Exercise instructions: Restate word for word the lines of the entries below, starting with the line that holds "generic backend failure" and ending with the line that holds "distinct bucket name;", and no others.

(Saved entries)

★ ★ ★ ★

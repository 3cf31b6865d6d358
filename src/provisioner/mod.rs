//! Provisioner plugin contract
//!
//! A provisioner owns the mechanics of a bucket backend (S3, Ceph RGW,
//! MinIO, ...). The reconciler drives it through four operations and owns all
//! of the Kubernetes bookkeeping around them:
//!
//! - [`Provisioner::provision`] creates a brand-new bucket (dynamic mode)
//! - [`Provisioner::grant`] authorizes access to an existing bucket (static mode)
//! - [`Provisioner::delete`] destroys a bucket created by `provision`
//! - [`Provisioner::revoke`] removes access created by `grant`

use std::collections::BTreeMap;

use async_trait::async_trait;
use thiserror::Error;

#[cfg(test)]
use mockall::automock;

use crate::crd::{ObjectBucket, ObjectBucketClaim, ReclaimPolicy};

/// Errors a provisioner reports back to the reconciler
#[derive(Debug, Error)]
pub enum ProvisionerError {
    /// The bucket already exists in the backend
    ///
    /// Treated as a benign race: the reconciler will not delete the bucket
    /// while cleaning up after this error.
    #[error("bucket {0} already exists")]
    BucketExists(String),

    /// Any other backend failure
    #[error("{0}")]
    Failed(String),
}

impl ProvisionerError {
    /// Create a generic backend failure
    pub fn failed(msg: impl Into<String>) -> Self {
        Self::Failed(msg.into())
    }
}

/// Everything a provisioner needs to create or grant a bucket
#[derive(Clone, Debug)]
pub struct BucketOptions {
    /// Reclaim policy of the StorageClass
    pub reclaim_policy: ReclaimPolicy,
    /// Bucket name to create or grant access to
    pub bucket_name: String,
    /// Snapshot of the claim being provisioned
    pub claim: ObjectBucketClaim,
    /// StorageClass parameters
    pub parameters: BTreeMap<String, String>,
}

/// Bucket backend implemented by the integrator
///
/// Implementations must be safe to call once per distinct bucket name;
/// the reconciler derives bucket names deterministically so a retried pass
/// asks for the same bucket again.
#[cfg_attr(test, automock)]
#[async_trait]
pub trait Provisioner: Send + Sync {
    /// Create a new bucket and return its endpoint and credentials
    async fn provision(&self, options: &BucketOptions) -> Result<ObjectBucket, ProvisionerError>;

    /// Grant access to the existing bucket named in `options`
    async fn grant(&self, options: &BucketOptions) -> Result<ObjectBucket, ProvisionerError>;

    /// Destroy a bucket previously created by [`Provisioner::provision`]
    async fn delete(&self, bucket: &ObjectBucket) -> Result<(), ProvisionerError>;

    /// Remove access previously created by [`Provisioner::grant`]
    async fn revoke(&self, bucket: &ObjectBucket) -> Result<(), ProvisionerError>;
}
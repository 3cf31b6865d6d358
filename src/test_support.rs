//! In-memory store and fixtures shared by unit tests

use std::collections::{BTreeMap, HashSet};
use std::sync::Mutex;

use async_trait::async_trait;
use k8s_openapi::api::core::v1::{ConfigMap, Secret};
use k8s_openapi::api::storage::v1::StorageClass;
use k8s_openapi::apimachinery::pkg::apis::meta::v1::ObjectMeta;
use kube::ResourceExt;

use crate::crd::{
    AccessKeys, Authentication, Endpoint, ObjectBucket, ObjectBucketClaim, ObjectBucketClaimSpec,
};
use crate::store::{ObjectKey, ResourceStore};
use crate::{Error, Result, STORAGE_CLASS_BUCKET_PARAM};

pub(crate) const PROVISIONER: &str = "example.com/s3";
pub(crate) const DYNAMIC_CLASS: &str = "bucket-class";
pub(crate) const STATIC_CLASS: &str = "existing-bucket-class";
pub(crate) const STATIC_BUCKET: &str = "shared-archive";

/// Store operations that can be forced to fail
#[derive(Clone, Copy, Debug, PartialEq, Eq, Hash)]
pub(crate) enum FailPoint {
    CreateBucket,
    CreateSecret,
    CreateConfigMap,
    UpdateClaim,
    /// The spec half of a claim update lands, the status write fails
    UpdateClaimStatus,
    DeleteBucket,
    DeleteSecret,
}

#[derive(Default)]
struct State {
    claims: BTreeMap<ObjectKey, ObjectBucketClaim>,
    classes: BTreeMap<String, StorageClass>,
    buckets: BTreeMap<String, ObjectBucket>,
    secrets: BTreeMap<ObjectKey, Secret>,
    config_maps: BTreeMap<ObjectKey, ConfigMap>,
    failures: HashSet<FailPoint>,
    /// Claim reads served before claims start reporting not found
    claim_reads_left: Option<u32>,
    /// ObjectBucket reads that miss before the store catches up
    lagging_bucket_reads: u32,
    deletions: Vec<String>,
}

/// Stateful fake of the resource store
///
/// Records every successful delete so tests can assert ordering.
#[derive(Default)]
pub(crate) struct FakeStore {
    state: Mutex<State>,
}

impl FakeStore {
    fn state(&self) -> std::sync::MutexGuard<'_, State> {
        self.state.lock().unwrap()
    }

    pub(crate) fn with_claim(self, claim: ObjectBucketClaim) -> Self {
        let key = ObjectKey::for_resource(&claim).unwrap();
        self.state().claims.insert(key, claim);
        self
    }

    pub(crate) fn with_class(self, class: StorageClass) -> Self {
        self.state().classes.insert(class.name_any(), class);
        self
    }

    pub(crate) fn with_bucket(self, bucket: ObjectBucket) -> Self {
        self.state().buckets.insert(bucket.name_any(), bucket);
        self
    }

    pub(crate) fn with_secret(self, secret: Secret) -> Self {
        let key = ObjectKey::for_resource(&secret).unwrap();
        self.state().secrets.insert(key, secret);
        self
    }

    pub(crate) fn with_config_map(self, config_map: ConfigMap) -> Self {
        let key = ObjectKey::for_resource(&config_map).unwrap();
        self.state().config_maps.insert(key, config_map);
        self
    }

    pub(crate) fn failing(self, point: FailPoint) -> Self {
        self.state().failures.insert(point);
        self
    }

    /// Stop failing at `point`
    pub(crate) fn heal(&self, point: FailPoint) {
        self.state().failures.remove(&point);
    }

    /// Report the next `reads` ObjectBucket lookups as not found
    pub(crate) fn lagging_bucket_reads(self, reads: u32) -> Self {
        self.state().lagging_bucket_reads = reads;
        self
    }

    /// Serve `reads` claim lookups, then behave as if every claim was deleted
    pub(crate) fn losing_claims_after(self, reads: u32) -> Self {
        self.state().claim_reads_left = Some(reads);
        self
    }

    pub(crate) fn remove_claim(&self, key: &ObjectKey) {
        self.state().claims.remove(key);
    }

    pub(crate) fn claim(&self, key: &ObjectKey) -> Option<ObjectBucketClaim> {
        self.state().claims.get(key).cloned()
    }

    pub(crate) fn bucket(&self, name: &str) -> Option<ObjectBucket> {
        self.state().buckets.get(name).cloned()
    }

    pub(crate) fn secret(&self, key: &ObjectKey) -> Option<Secret> {
        self.state().secrets.get(key).cloned()
    }

    pub(crate) fn config_map(&self, key: &ObjectKey) -> Option<ConfigMap> {
        self.state().config_maps.get(key).cloned()
    }

    pub(crate) fn bucket_count(&self) -> usize {
        self.state().buckets.len()
    }

    /// Successful deletes, in order, as "Kind name"
    pub(crate) fn deletions(&self) -> Vec<String> {
        self.state().deletions.clone()
    }

    fn check(&self, point: FailPoint, operation: &str) -> Result<()> {
        if self.state().failures.contains(&point) {
            return Err(Error::store(operation, "injected failure"));
        }
        Ok(())
    }
}

#[async_trait]
impl ResourceStore for FakeStore {
    async fn get_claim(&self, key: &ObjectKey) -> Result<ObjectBucketClaim> {
        let mut state = self.state();
        if let Some(left) = state.claim_reads_left.as_mut() {
            if *left == 0 {
                return Err(Error::not_found("ObjectBucketClaim", key));
            }
            *left -= 1;
        }
        state
            .claims
            .get(key)
            .cloned()
            .ok_or_else(|| Error::not_found("ObjectBucketClaim", key))
    }

    async fn update_claim(&self, claim: &ObjectBucketClaim) -> Result<ObjectBucketClaim> {
        self.check(FailPoint::UpdateClaim, "update claim")?;
        let key = ObjectKey::for_resource(claim).unwrap();
        let mut state = self.state();
        let Some(stored) = state.claims.get(&key) else {
            return Err(Error::not_found("ObjectBucketClaim", &key));
        };

        // Status is a separate write, skipped when the update carries none
        let mut updated = claim.clone();
        if updated.status.is_none() {
            updated.status = stored.status.clone();
        }
        if claim.status.is_some() && state.failures.contains(&FailPoint::UpdateClaimStatus) {
            updated.status = stored.status.clone();
            state.claims.insert(key, updated);
            return Err(Error::store("update claim status", "injected failure"));
        }
        state.claims.insert(key, updated.clone());
        Ok(updated)
    }

    async fn get_storage_class(&self, name: &str) -> Result<StorageClass> {
        self.state()
            .classes
            .get(name)
            .cloned()
            .ok_or_else(|| Error::not_found("StorageClass", name))
    }

    async fn get_bucket(&self, name: &str) -> Result<ObjectBucket> {
        let mut state = self.state();
        if state.lagging_bucket_reads > 0 {
            state.lagging_bucket_reads -= 1;
            return Err(Error::not_found("ObjectBucket", name));
        }
        state
            .buckets
            .get(name)
            .cloned()
            .ok_or_else(|| Error::not_found("ObjectBucket", name))
    }

    async fn create_bucket(&self, bucket: &ObjectBucket) -> Result<ObjectBucket> {
        self.check(FailPoint::CreateBucket, "create bucket")?;
        let name = bucket.name_any();
        let mut state = self.state();
        if state.buckets.contains_key(&name) {
            return Err(Error::already_exists("ObjectBucket", name));
        }
        state.buckets.insert(name, bucket.clone());
        Ok(bucket.clone())
    }

    async fn delete_bucket(&self, name: &str) -> Result<()> {
        self.check(FailPoint::DeleteBucket, "delete bucket")?;
        let mut state = self.state();
        state
            .buckets
            .remove(name)
            .ok_or_else(|| Error::not_found("ObjectBucket", name))?;
        state.deletions.push(format!("ObjectBucket {name}"));
        Ok(())
    }

    async fn get_secret(&self, key: &ObjectKey) -> Result<Secret> {
        self.state()
            .secrets
            .get(key)
            .cloned()
            .ok_or_else(|| Error::not_found("Secret", key))
    }

    async fn create_secret(&self, secret: &Secret) -> Result<Secret> {
        self.check(FailPoint::CreateSecret, "create secret")?;
        let key = ObjectKey::for_resource(secret).unwrap();
        let mut state = self.state();
        if state.secrets.contains_key(&key) {
            return Err(Error::already_exists("Secret", key));
        }
        state.secrets.insert(key, secret.clone());
        Ok(secret.clone())
    }

    async fn delete_secret(&self, key: &ObjectKey) -> Result<()> {
        self.check(FailPoint::DeleteSecret, "delete secret")?;
        let mut state = self.state();
        state
            .secrets
            .remove(key)
            .ok_or_else(|| Error::not_found("Secret", key))?;
        state.deletions.push(format!("Secret {key}"));
        Ok(())
    }

    async fn get_config_map(&self, key: &ObjectKey) -> Result<ConfigMap> {
        self.state()
            .config_maps
            .get(key)
            .cloned()
            .ok_or_else(|| Error::not_found("ConfigMap", key))
    }

    async fn create_config_map(&self, config_map: &ConfigMap) -> Result<ConfigMap> {
        self.check(FailPoint::CreateConfigMap, "create config map")?;
        let key = ObjectKey::for_resource(config_map).unwrap();
        let mut state = self.state();
        if state.config_maps.contains_key(&key) {
            return Err(Error::already_exists("ConfigMap", key));
        }
        state.config_maps.insert(key, config_map.clone());
        Ok(config_map.clone())
    }

    async fn delete_config_map(&self, key: &ObjectKey) -> Result<()> {
        let mut state = self.state();
        state
            .config_maps
            .remove(key)
            .ok_or_else(|| Error::not_found("ConfigMap", key))?;
        state.deletions.push(format!("ConfigMap {key}"));
        Ok(())
    }
}

// =============================================================================
// Fixtures
// =============================================================================

/// Claim `team-a/photos` referencing `class`
pub(crate) fn sample_claim(class: &str) -> ObjectBucketClaim {
    let mut claim = ObjectBucketClaim::new(
        "photos",
        ObjectBucketClaimSpec {
            storage_class_name: Some(class.to_string()),
            ..Default::default()
        },
    );
    claim.metadata.namespace = Some("team-a".to_string());
    claim.metadata.uid = Some("3f1c0d5e-uid".to_string());
    claim
}

pub(crate) fn claim_key() -> ObjectKey {
    ObjectKey::new("team-a", "photos")
}

/// StorageClass owned by `provisioner`; `bucket` set means static mode
pub(crate) fn storage_class(name: &str, provisioner: &str, bucket: Option<&str>) -> StorageClass {
    let parameters = bucket.map(|b| {
        BTreeMap::from([(STORAGE_CLASS_BUCKET_PARAM.to_string(), b.to_string())])
    });
    StorageClass {
        metadata: ObjectMeta {
            name: Some(name.to_string()),
            ..Default::default()
        },
        provisioner: provisioner.to_string(),
        parameters,
        reclaim_policy: Some("Delete".to_string()),
        ..Default::default()
    }
}

pub(crate) fn dynamic_class() -> StorageClass {
    storage_class(DYNAMIC_CLASS, PROVISIONER, None)
}

pub(crate) fn static_class() -> StorageClass {
    storage_class(STATIC_CLASS, PROVISIONER, Some(STATIC_BUCKET))
}

/// A complete provisioner result for `bucket_name`
pub(crate) fn provisioned_bucket(bucket_name: &str) -> ObjectBucket {
    ObjectBucket::from_parts(
        Endpoint {
            bucket_host: "s3.example.com".to_string(),
            bucket_port: 443,
            bucket_name: bucket_name.to_string(),
            ssl: true,
            region: "us-east-1".to_string(),
            ..Default::default()
        },
        Authentication {
            access_keys: Some(AccessKeys {
                access_key_id: "AKIA123".to_string(),
                secret_access_key: "s3cr3t".to_string(),
            }),
            ..Default::default()
        },
    )
}
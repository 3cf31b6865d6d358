//! Kubernetes-backed resource store

use std::fmt::Display;

use async_trait::async_trait;
use k8s_openapi::api::core::v1::{ConfigMap, Secret};
use k8s_openapi::api::storage::v1::StorageClass;
use kube::api::{Api, DeleteParams, Patch, PatchParams, PostParams};
use kube::{Client, ResourceExt};
use tracing::debug;

use super::{ObjectKey, ResourceStore};
use crate::crd::{ObjectBucket, ObjectBucketClaim};
use crate::{Error, Result};

/// Field manager used for status and finalizer patches
const FIELD_MANAGER: &str = "bucket-provisioner";

/// Map a kube error to the store taxonomy
///
/// 404 becomes [`Error::NotFound`], an `AlreadyExists` conflict becomes
/// [`Error::AlreadyExists`]; everything else stays a kube error.
fn map_kube_error(err: kube::Error, kind: &str, key: impl Display) -> Error {
    match err {
        kube::Error::Api(ref ae) if ae.code == 404 => Error::not_found(kind, key),
        kube::Error::Api(ref ae) if ae.code == 409 && ae.reason == "AlreadyExists" => {
            Error::already_exists(kind, key)
        }
        other => Error::Kube(other),
    }
}

/// Name and namespace of a namespaced resource about to be created
fn namespaced_key<K: ResourceExt>(resource: &K, kind: &str) -> Result<ObjectKey> {
    ObjectKey::for_resource(resource)
        .ok_or_else(|| Error::store(format!("create {kind}"), "resource has no namespace"))
}

/// Real store implementation wrapping a kube Client
pub struct KubeResourceStore {
    client: Client,
}

impl KubeResourceStore {
    /// Create a new KubeResourceStore wrapping the given kube Client
    pub fn new(client: Client) -> Self {
        Self { client }
    }

    fn claims(&self, namespace: &str) -> Api<ObjectBucketClaim> {
        Api::namespaced(self.client.clone(), namespace)
    }

    fn buckets(&self) -> Api<ObjectBucket> {
        Api::all(self.client.clone())
    }

    fn secrets(&self, namespace: &str) -> Api<Secret> {
        Api::namespaced(self.client.clone(), namespace)
    }

    fn config_maps(&self, namespace: &str) -> Api<ConfigMap> {
        Api::namespaced(self.client.clone(), namespace)
    }
}

#[async_trait]
impl ResourceStore for KubeResourceStore {
    async fn get_claim(&self, key: &ObjectKey) -> Result<ObjectBucketClaim> {
        self.claims(&key.namespace)
            .get(&key.name)
            .await
            .map_err(|e| map_kube_error(e, "ObjectBucketClaim", key))
    }

    async fn update_claim(&self, claim: &ObjectBucketClaim) -> Result<ObjectBucketClaim> {
        let key = ObjectKey::for_resource(claim)
            .ok_or_else(|| Error::store("update claim", "claim has no namespace"))?;
        let api = self.claims(&key.namespace);

        let updated = api
            .replace(&key.name, &PostParams::default(), claim)
            .await
            .map_err(|e| map_kube_error(e, "ObjectBucketClaim", &key))?;

        let Some(status) = claim.status.as_ref() else {
            return Ok(updated);
        };
        let status_patch = serde_json::json!({ "status": status });
        api.patch_status(
            &key.name,
            &PatchParams::apply(FIELD_MANAGER),
            &Patch::Merge(&status_patch),
        )
        .await
        .map_err(|e| map_kube_error(e, "ObjectBucketClaim", &key))
    }

    async fn get_storage_class(&self, name: &str) -> Result<StorageClass> {
        let api: Api<StorageClass> = Api::all(self.client.clone());
        api.get(name)
            .await
            .map_err(|e| map_kube_error(e, "StorageClass", name))
    }

    async fn get_bucket(&self, name: &str) -> Result<ObjectBucket> {
        self.buckets()
            .get(name)
            .await
            .map_err(|e| map_kube_error(e, "ObjectBucket", name))
    }

    async fn create_bucket(&self, bucket: &ObjectBucket) -> Result<ObjectBucket> {
        let name = bucket.name_any();
        self.buckets()
            .create(&PostParams::default(), bucket)
            .await
            .map_err(|e| map_kube_error(e, "ObjectBucket", &name))
    }

    async fn delete_bucket(&self, name: &str) -> Result<()> {
        let api = self.buckets();

        // The finalizer only blocks removal until the reconciler asks for it
        let bucket = api
            .get(name)
            .await
            .map_err(|e| map_kube_error(e, "ObjectBucket", name))?;
        if !bucket.finalizers().is_empty() {
            debug!(bucket = %name, "releasing finalizers");
            let finalizer_patch = serde_json::json!({ "metadata": { "finalizers": null } });
            api.patch(
                name,
                &PatchParams::apply(FIELD_MANAGER),
                &Patch::Merge(&finalizer_patch),
            )
            .await
            .map_err(|e| map_kube_error(e, "ObjectBucket", name))?;
        }

        api.delete(name, &DeleteParams::default())
            .await
            .map_err(|e| map_kube_error(e, "ObjectBucket", name))?;
        Ok(())
    }

    async fn get_secret(&self, key: &ObjectKey) -> Result<Secret> {
        self.secrets(&key.namespace)
            .get(&key.name)
            .await
            .map_err(|e| map_kube_error(e, "Secret", key))
    }

    async fn create_secret(&self, secret: &Secret) -> Result<Secret> {
        let key = namespaced_key(secret, "secret")?;
        self.secrets(&key.namespace)
            .create(&PostParams::default(), secret)
            .await
            .map_err(|e| map_kube_error(e, "Secret", &key))
    }

    async fn delete_secret(&self, key: &ObjectKey) -> Result<()> {
        self.secrets(&key.namespace)
            .delete(&key.name, &DeleteParams::default())
            .await
            .map_err(|e| map_kube_error(e, "Secret", key))?;
        Ok(())
    }

    async fn get_config_map(&self, key: &ObjectKey) -> Result<ConfigMap> {
        self.config_maps(&key.namespace)
            .get(&key.name)
            .await
            .map_err(|e| map_kube_error(e, "ConfigMap", key))
    }

    async fn create_config_map(&self, config_map: &ConfigMap) -> Result<ConfigMap> {
        let key = namespaced_key(config_map, "config map")?;
        self.config_maps(&key.namespace)
            .create(&PostParams::default(), config_map)
            .await
            .map_err(|e| map_kube_error(e, "ConfigMap", &key))
    }

    async fn delete_config_map(&self, key: &ObjectKey) -> Result<()> {
        self.config_maps(&key.namespace)
            .delete(&key.name, &DeleteParams::default())
            .await
            .map_err(|e| map_kube_error(e, "ConfigMap", key))?;
        Ok(())
    }
}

★ ★ ★ ★

Exercise output:
    /// Create a generic backend failure
    pub fn failed(msg: impl Into<String>) -> Self {
        Self::Failed(msg.into())
    }
}

/// Everything a provisioner needs to create or grant a bucket
#[derive(Clone, Debug)]
pub struct BucketOptions {
    /// Reclaim policy of the StorageClass
    pub reclaim_policy: ReclaimPolicy,
    /// Bucket name to create or grant access to
    pub bucket_name: String,
    /// Snapshot of the claim being provisioned
    pub claim: ObjectBucketClaim,
    /// StorageClass parameters
    pub parameters: BTreeMap<String, String>,
}

/// Bucket backend implemented by the integrator
///
/// Implementations must be safe to call once per distinct bucket name;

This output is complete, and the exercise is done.